__WHAT THE TASK REQUIRES__.
Look through the listing below, find every line with the string "bytes", and copy it.

__DATA SUPPLIED__.
# # # # # # #

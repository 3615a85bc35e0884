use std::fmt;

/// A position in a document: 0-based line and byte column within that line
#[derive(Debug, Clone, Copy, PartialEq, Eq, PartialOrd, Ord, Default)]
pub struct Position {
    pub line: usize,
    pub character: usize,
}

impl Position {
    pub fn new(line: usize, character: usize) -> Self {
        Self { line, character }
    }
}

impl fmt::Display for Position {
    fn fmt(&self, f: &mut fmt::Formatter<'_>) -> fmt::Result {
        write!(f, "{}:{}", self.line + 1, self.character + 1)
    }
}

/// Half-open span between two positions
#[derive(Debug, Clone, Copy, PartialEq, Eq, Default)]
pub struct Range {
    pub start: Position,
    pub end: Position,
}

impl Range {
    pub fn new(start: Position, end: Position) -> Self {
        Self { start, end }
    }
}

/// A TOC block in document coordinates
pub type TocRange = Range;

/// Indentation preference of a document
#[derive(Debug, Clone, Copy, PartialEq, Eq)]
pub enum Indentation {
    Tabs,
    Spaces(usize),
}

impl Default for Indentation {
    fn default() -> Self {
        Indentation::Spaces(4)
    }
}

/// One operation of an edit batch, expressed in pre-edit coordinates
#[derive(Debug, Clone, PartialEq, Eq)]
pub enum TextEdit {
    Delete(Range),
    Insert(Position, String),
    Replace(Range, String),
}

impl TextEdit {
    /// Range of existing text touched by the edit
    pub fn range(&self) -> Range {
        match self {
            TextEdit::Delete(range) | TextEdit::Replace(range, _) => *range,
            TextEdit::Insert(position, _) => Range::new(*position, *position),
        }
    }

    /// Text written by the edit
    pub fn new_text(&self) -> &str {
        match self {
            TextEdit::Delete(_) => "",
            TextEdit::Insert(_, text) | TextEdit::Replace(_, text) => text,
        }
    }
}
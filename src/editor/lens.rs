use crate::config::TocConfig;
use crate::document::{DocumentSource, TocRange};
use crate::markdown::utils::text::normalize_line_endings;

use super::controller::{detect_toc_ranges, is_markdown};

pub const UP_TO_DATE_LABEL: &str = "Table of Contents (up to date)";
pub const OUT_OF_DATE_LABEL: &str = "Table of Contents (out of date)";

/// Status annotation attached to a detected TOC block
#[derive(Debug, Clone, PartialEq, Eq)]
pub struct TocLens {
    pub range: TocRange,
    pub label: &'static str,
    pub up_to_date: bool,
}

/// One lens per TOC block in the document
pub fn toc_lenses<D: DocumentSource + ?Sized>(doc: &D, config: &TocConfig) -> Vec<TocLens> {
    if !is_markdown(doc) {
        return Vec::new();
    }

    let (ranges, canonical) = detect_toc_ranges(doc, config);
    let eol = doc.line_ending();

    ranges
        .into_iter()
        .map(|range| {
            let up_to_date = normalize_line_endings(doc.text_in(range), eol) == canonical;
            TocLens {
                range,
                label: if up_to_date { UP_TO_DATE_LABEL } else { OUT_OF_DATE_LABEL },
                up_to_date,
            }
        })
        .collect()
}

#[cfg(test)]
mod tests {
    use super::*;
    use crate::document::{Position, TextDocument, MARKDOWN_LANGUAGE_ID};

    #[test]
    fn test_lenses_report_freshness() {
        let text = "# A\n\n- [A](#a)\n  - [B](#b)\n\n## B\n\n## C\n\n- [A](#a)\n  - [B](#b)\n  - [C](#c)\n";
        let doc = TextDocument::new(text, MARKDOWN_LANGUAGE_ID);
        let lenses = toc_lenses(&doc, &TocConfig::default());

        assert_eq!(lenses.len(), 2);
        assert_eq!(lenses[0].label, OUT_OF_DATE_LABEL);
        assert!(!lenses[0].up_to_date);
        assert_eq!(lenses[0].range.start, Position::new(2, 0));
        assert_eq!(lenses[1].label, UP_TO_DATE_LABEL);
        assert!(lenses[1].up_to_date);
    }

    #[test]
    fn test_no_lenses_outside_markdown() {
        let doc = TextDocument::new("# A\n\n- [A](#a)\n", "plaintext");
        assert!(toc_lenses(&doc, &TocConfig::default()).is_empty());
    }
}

# # # # # # #

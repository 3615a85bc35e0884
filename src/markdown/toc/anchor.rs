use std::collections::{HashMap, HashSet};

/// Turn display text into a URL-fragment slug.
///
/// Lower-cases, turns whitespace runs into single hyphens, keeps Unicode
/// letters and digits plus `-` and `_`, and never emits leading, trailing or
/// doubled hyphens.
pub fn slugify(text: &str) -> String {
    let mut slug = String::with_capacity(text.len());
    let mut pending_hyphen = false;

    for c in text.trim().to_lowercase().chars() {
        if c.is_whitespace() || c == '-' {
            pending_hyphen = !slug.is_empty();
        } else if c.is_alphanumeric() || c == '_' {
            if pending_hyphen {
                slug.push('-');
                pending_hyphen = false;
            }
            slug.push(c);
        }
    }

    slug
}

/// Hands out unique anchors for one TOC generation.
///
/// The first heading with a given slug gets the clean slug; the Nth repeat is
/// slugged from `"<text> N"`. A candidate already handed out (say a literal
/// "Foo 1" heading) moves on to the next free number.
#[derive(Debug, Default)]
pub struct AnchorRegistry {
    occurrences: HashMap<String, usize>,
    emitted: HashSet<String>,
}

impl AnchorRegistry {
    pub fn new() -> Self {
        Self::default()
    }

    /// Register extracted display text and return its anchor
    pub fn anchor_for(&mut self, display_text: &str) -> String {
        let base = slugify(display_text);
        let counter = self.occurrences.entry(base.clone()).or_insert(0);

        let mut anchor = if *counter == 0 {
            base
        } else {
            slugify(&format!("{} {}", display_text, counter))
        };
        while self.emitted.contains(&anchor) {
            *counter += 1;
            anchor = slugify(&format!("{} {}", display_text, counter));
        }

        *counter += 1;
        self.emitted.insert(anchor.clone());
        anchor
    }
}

# # # # # # #

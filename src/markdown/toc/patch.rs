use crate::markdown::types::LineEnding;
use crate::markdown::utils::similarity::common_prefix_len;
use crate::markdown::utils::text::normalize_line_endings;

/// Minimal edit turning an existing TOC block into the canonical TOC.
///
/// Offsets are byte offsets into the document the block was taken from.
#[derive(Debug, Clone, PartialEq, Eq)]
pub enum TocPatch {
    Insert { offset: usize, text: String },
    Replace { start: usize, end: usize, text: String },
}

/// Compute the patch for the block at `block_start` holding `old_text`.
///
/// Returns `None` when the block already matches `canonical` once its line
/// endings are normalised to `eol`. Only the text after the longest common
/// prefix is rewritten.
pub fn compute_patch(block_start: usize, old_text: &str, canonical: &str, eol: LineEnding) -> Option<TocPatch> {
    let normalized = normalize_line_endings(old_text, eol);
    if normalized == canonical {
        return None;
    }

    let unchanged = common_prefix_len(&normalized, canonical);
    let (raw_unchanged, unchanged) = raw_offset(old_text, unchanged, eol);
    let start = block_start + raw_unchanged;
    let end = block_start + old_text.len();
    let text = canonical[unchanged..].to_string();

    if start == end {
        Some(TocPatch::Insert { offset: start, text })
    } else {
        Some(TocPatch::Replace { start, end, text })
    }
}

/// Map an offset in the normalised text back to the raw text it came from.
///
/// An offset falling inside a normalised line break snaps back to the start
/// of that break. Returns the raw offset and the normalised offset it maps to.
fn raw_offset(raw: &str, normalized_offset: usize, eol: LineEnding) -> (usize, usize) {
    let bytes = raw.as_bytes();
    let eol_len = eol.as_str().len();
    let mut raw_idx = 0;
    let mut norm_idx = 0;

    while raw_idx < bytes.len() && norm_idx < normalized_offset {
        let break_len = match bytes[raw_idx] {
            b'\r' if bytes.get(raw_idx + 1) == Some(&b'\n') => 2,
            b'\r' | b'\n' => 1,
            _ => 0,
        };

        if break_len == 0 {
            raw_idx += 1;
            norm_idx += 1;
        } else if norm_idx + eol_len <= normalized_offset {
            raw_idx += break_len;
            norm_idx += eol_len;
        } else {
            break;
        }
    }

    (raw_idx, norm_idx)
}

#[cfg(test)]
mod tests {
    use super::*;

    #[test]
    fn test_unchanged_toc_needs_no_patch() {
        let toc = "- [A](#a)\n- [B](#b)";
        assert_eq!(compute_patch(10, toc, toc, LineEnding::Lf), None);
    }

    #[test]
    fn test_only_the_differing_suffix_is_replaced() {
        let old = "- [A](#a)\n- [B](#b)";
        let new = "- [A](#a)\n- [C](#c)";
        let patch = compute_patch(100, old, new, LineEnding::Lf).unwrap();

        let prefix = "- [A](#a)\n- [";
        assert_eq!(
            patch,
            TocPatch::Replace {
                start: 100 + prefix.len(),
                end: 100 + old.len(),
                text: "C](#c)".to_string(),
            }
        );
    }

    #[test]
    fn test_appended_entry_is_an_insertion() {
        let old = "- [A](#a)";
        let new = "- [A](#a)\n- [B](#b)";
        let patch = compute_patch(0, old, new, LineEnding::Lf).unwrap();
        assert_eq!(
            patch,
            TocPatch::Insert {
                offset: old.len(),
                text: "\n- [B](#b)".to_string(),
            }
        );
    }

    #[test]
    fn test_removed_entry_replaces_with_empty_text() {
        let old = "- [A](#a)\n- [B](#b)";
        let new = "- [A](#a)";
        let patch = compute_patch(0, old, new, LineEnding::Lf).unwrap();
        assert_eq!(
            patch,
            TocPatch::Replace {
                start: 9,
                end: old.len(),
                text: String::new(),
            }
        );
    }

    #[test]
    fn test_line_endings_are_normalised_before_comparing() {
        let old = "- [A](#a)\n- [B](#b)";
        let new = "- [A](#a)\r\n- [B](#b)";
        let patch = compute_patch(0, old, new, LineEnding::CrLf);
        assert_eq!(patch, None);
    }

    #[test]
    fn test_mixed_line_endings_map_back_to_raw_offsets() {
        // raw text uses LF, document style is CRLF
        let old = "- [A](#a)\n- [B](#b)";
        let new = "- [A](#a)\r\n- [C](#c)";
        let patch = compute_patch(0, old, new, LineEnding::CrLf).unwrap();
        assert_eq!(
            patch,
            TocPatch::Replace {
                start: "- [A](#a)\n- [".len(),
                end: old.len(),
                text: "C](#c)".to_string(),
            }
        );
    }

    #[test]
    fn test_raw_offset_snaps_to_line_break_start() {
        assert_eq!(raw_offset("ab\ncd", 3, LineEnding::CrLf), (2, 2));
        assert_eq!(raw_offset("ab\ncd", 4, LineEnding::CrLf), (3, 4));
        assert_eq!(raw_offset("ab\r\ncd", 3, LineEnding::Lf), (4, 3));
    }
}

# # # # # # #

__SOLUTION TO THIS PROBLEM__.
    let bytes = raw.as_bytes();
    while raw_idx < bytes.len() && norm_idx < normalized_offset {
        let break_len = match bytes[raw_idx] {
            b'\r' if bytes.get(raw_idx + 1) == Some(&b'\n') => 2,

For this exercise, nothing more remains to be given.